Questa storia ci insegna che spesso ci deve essere qualcuno che ti aiuti a decifrare le voci e che non si può fare a meno degli anziani. Samuele è una figura importantissima, ma se non fosse stato per il vecchio Eli non sarebbe mai diventato un profeta e probabilmente non avrebbe potuto scegliere il primo re di Israele, Saul, e soprattutto non avrebbe potuto indicare il suo successore: re Davide! Ma, principalmente, questa storia ci insegna che il Creatore ci parla attraverso la telepatia, perché lui e le sue creature sono come due innamorati lontani che indovinano l’uno i pensieri dell’altro.

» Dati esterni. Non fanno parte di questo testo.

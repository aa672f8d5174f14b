//! 规则加载
//!
//! 规则目录下的每个子目录代表一个规则包，目录名即包名；包的逻辑通过
//! [`RuleCatalog`] 显式注册。加载时按配置中的 `enabledRule` 选出目录，
//! 从目录取出包，展平其中的子模块组，交给注册表分类。

use std::collections::BTreeMap;
use std::fmt;
use std::fs;
use std::path::{Path, PathBuf};
use std::sync::Arc;
use std::time::Duration;

use serde::{Deserialize, Serialize};

use crate::config::{ConfigStore, DEFAULT_RULE, RulesConfig};
use crate::error::{ProxusError, Result};

use super::builtin;
use super::types::RuleModule;

/// 规则目录中的可选清单文件
pub const MANIFEST_FILE: &str = "rule.json";

/// 规则包清单
#[derive(Debug, Clone, Default, PartialEq, Serialize, Deserialize)]
#[serde(rename_all = "camelCase")]
pub struct RuleManifest {
    #[serde(default, skip_serializing_if = "Option::is_none")]
    pub description: Option<String>,
    /// 覆盖该包所有绑定的超时（毫秒），绑定自己声明的超时优先
    #[serde(default, skip_serializing_if = "Option::is_none")]
    pub timeout_ms: Option<u64>,
}

impl RuleManifest {
    /// 读取目录中的清单，文件不存在时返回默认值
    pub fn read(dir: &Path) -> Result<Self> {
        let path = dir.join(MANIFEST_FILE);
        let content = match fs::read_to_string(&path) {
            Ok(content) => content,
            Err(err) if err.kind() == std::io::ErrorKind::NotFound => return Ok(Self::default()),
            Err(err) => return Err(ProxusError::persistence(&path, err)),
        };
        serde_json::from_str(&content)
            .map_err(|err| ProxusError::config(&path, format!("invalid rule manifest: {err}")))
    }

    pub fn timeout(&self) -> Option<Duration> {
        self.timeout_ms.map(Duration::from_millis)
    }
}

type RuleFactory = Arc<dyn Fn() -> anyhow::Result<RuleModule> + Send + Sync>;

/// 规则包目录：包名到模块构造函数的映射
#[derive(Clone, Default)]
pub struct RuleCatalog {
    factories: BTreeMap<String, RuleFactory>,
}

impl RuleCatalog {
    pub fn new() -> Self {
        Self::default()
    }

    /// 内置的规则包
    pub fn builtin() -> Self {
        Self::new()
            .register(builtin::EXAMPLE_RULE, builtin::example_rule)
            .register(builtin::PAGE_TITLE, builtin::page_title)
    }

    /// 注册一个规则包，同名包会被覆盖
    pub fn register<N, F>(mut self, name: N, factory: F) -> Self
    where
        N: Into<String>,
        F: Fn() -> anyhow::Result<RuleModule> + Send + Sync + 'static,
    {
        self.factories.insert(name.into(), Arc::new(factory));
        self
    }

    pub fn contains(&self, name: &str) -> bool {
        self.factories.contains_key(name)
    }

    pub fn names(&self) -> impl Iterator<Item = &str> {
        self.factories.keys().map(String::as_str)
    }

    /// 构造规则包的模块树
    pub fn instantiate(&self, name: &str) -> Result<RuleModule> {
        let factory = self.factories.get(name).ok_or_else(|| {
            ProxusError::module_load(
                name,
                "rule directory exists but no rule package is registered under that name",
            )
        })?;
        factory().map_err(|err| ProxusError::module_load(name, format!("{err:#}")))
    }
}

impl fmt::Debug for RuleCatalog {
    fn fmt(&self, f: &mut fmt::Formatter<'_>) -> fmt::Result {
        f.debug_list().entries(self.factories.keys()).finish()
    }
}

/// 加载结果：启用的规则及其展平后的模块
#[derive(Debug, Clone)]
pub struct RuleModuleGraph {
    pub rule: String,
    pub path: PathBuf,
    pub manifest: RuleManifest,
    pub config: Arc<RulesConfig>,
    pub modules: Vec<RuleModule>,
}

/// 列出规则目录下的规则名（按名称排序，只含子目录）
pub fn discover_rules(rules_path: &Path) -> Result<Vec<String>> {
    let entries =
        fs::read_dir(rules_path).map_err(|err| ProxusError::persistence(rules_path, err))?;

    let mut names = Vec::new();
    for entry in entries {
        let entry = entry.map_err(|err| ProxusError::persistence(rules_path, err))?;
        let is_dir = entry
            .file_type()
            .map_err(|err| ProxusError::persistence(entry.path(), err))?
            .is_dir();
        if is_dir {
            names.push(entry.file_name().to_string_lossy().into_owned());
        }
    }
    names.sort();
    Ok(names)
}

/// 把带子模块组的模块展平为同级模块
///
/// 先展开 `preprocessors` 再展开 `routes`，子模块命名为
/// `<key>-preprocessor-<i>` 与 `<key>-routes-<i>`，占位的父模块被丢弃。
pub fn flatten_module(key: &str, module: RuleModule) -> Result<Vec<RuleModule>> {
    let mut flattened = Vec::new();
    flatten_into(key, module, &mut flattened)?;
    Ok(flattened)
}

fn flatten_into(key: &str, module: RuleModule, out: &mut Vec<RuleModule>) -> Result<()> {
    if !module.is_group() {
        out.push(module.rename(key));
        return Ok(());
    }
    if !module.bindings().is_empty() {
        return Err(ProxusError::module_load(
            key,
            "a rule group must not declare hook bindings of its own",
        ));
    }

    let (preprocessors, routes) = module.into_groups();
    for (index, child) in preprocessors.into_iter().enumerate() {
        flatten_into(&format!("{key}-preprocessor-{index}"), child, out)?;
    }
    for (index, child) in routes.into_iter().enumerate() {
        flatten_into(&format!("{key}-routes-{index}"), child, out)?;
    }
    Ok(())
}

/// 规则加载器
#[derive(Debug, Clone)]
pub struct RuleLoader {
    store: ConfigStore,
    catalog: RuleCatalog,
}

impl RuleLoader {
    pub fn new(store: ConfigStore, catalog: RuleCatalog) -> Self {
        Self { store, catalog }
    }

    pub fn store(&self) -> &ConfigStore {
        &self.store
    }

    pub fn catalog(&self) -> &RuleCatalog {
        &self.catalog
    }

    pub fn rules_path(&self) -> &Path {
        self.store.rules_path()
    }

    /// 确保规则目录、规则配置与示例规则存在，可重复调用
    pub fn ensure_layout(&self) -> Result<()> {
        let rules_path = self.rules_path();
        fs::create_dir_all(rules_path).map_err(|err| ProxusError::persistence(rules_path, err))?;
        self.store.ensure_default()?;

        let example = rules_path.join(DEFAULT_RULE);
        if !example.exists() {
            fs::create_dir_all(&example).map_err(|err| ProxusError::persistence(&example, err))?;
            let manifest = RuleManifest {
                description: Some(builtin::EXAMPLE_RULE_DESCRIPTION.to_string()),
                timeout_ms: None,
            };
            let manifest_path = example.join(MANIFEST_FILE);
            let content = serde_json::to_string_pretty(&manifest).map_err(|err| {
                ProxusError::config(&manifest_path, format!("unable to encode manifest: {err}"))
            })?;
            fs::write(&manifest_path, content)
                .map_err(|err| ProxusError::persistence(&manifest_path, err))?;
            tracing::info!(path = %example.display(), "example rule created");
        }
        Ok(())
    }

    /// 加载启用的规则
    pub fn load(&self) -> Result<RuleModuleGraph> {
        self.ensure_layout()?;
        let config = self.store.read()?;

        let rule = discover_rules(self.rules_path())?
            .into_iter()
            .find(|name| *name == config.enabled_rule)
            .ok_or_else(|| ProxusError::RuleNotFound {
                rule: config.enabled_rule.clone(),
                config_file: self.store.path().to_path_buf(),
            })?;

        let path = self.rules_path().join(&rule);
        let manifest = RuleManifest::read(&path)?;
        let root = self.catalog.instantiate(&rule)?;

        let mut modules = flatten_module(&rule, root)?;
        if let Some(timeout) = manifest.timeout() {
            for module in &mut modules {
                module.apply_default_timeout(timeout);
            }
        }

        tracing::info!(rule = %rule, path = %path.display(), "loading rules");
        tracing::info!(domain = %config.domain, "proxying domain");
        tracing::debug!(
            rule = %rule,
            modules = ?modules.iter().map(RuleModule::name).collect::<Vec<_>>(),
            "rule modules flattened"
        );

        Ok(RuleModuleGraph {
            rule,
            path,
            manifest,
            config: Arc::new(config),
            modules,
        })
    }
}

#[cfg(test)]
mod tests {
    use super::*;
    use crate::hooks::types::{HookBinding, HookKind, PartialResult, resolver_fn};

    fn leaf(name: &str) -> RuleModule {
        RuleModule::new(name).bind(
            HookKind::BeforeSendRequest,
            HookBinding::global(resolver_fn(|_| Ok(Some(PartialResult::new())))),
        )
    }

    #[test]
    fn test_flatten_orders_preprocessors_before_routes() {
        let module = RuleModule::new("pkg")
            .with_route(leaf("a"))
            .with_route(RuleModule::new("nested").with_route(leaf("b")))
            .with_preprocessor(leaf("p"));

        let names: Vec<String> = flatten_module("pkg", module)
            .unwrap()
            .iter()
            .map(|module| module.name().to_string())
            .collect();
        assert_eq!(
            names,
            vec!["pkg-preprocessor-0", "pkg-routes-0", "pkg-routes-1-routes-0"]
        );
    }

    #[test]
    fn test_flatten_keeps_plain_module() {
        let flattened = flatten_module("single", leaf("whatever")).unwrap();
        assert_eq!(flattened.len(), 1);
        assert_eq!(flattened[0].name(), "single");
    }

    #[test]
    fn test_group_with_own_bindings_is_rejected() {
        let module = leaf("parent").with_route(leaf("child"));
        let err = flatten_module("parent", module).unwrap_err();
        assert!(matches!(err, ProxusError::ModuleLoad { .. }));
    }

    #[test]
    fn test_manifest_defaults_when_missing() {
        let dir = std::env::temp_dir().join(format!("proxus-manifest-{}", uuid::Uuid::new_v4()));
        fs::create_dir_all(&dir).unwrap();
        assert_eq!(RuleManifest::read(&dir).unwrap(), RuleManifest::default());

        fs::write(dir.join(MANIFEST_FILE), r#"{ "timeoutMs": 250 }"#).unwrap();
        let manifest = RuleManifest::read(&dir).unwrap();
        assert_eq!(manifest.timeout(), Some(Duration::from_millis(250)));
        let _ = fs::remove_dir_all(dir);
    }

    #[test]
    fn test_catalog_unknown_package() {
        let err = RuleCatalog::new().instantiate("ghost").unwrap_err();
        assert_eq!(err.rule(), Some("ghost"));
        assert!(RuleCatalog::builtin().contains(DEFAULT_RULE));
    }
}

Restano, si dice, entangled, allacciati». Ci fu un lungo silenzio, poi il professore scese dalla sedia, aprì il registro, scorse con gli occhi l’elenco degli studenti, poi chiese: «Mariotti, sapresti dirmi da quanti libri è composta la Bibbia Septuaginta?». Mariotti disse che non aveva potuto studiare perché era stato occupato nella preparazione di una versione di greco. Il professor Speciani annotò un 4 sulla casella dei voti di Mariotti.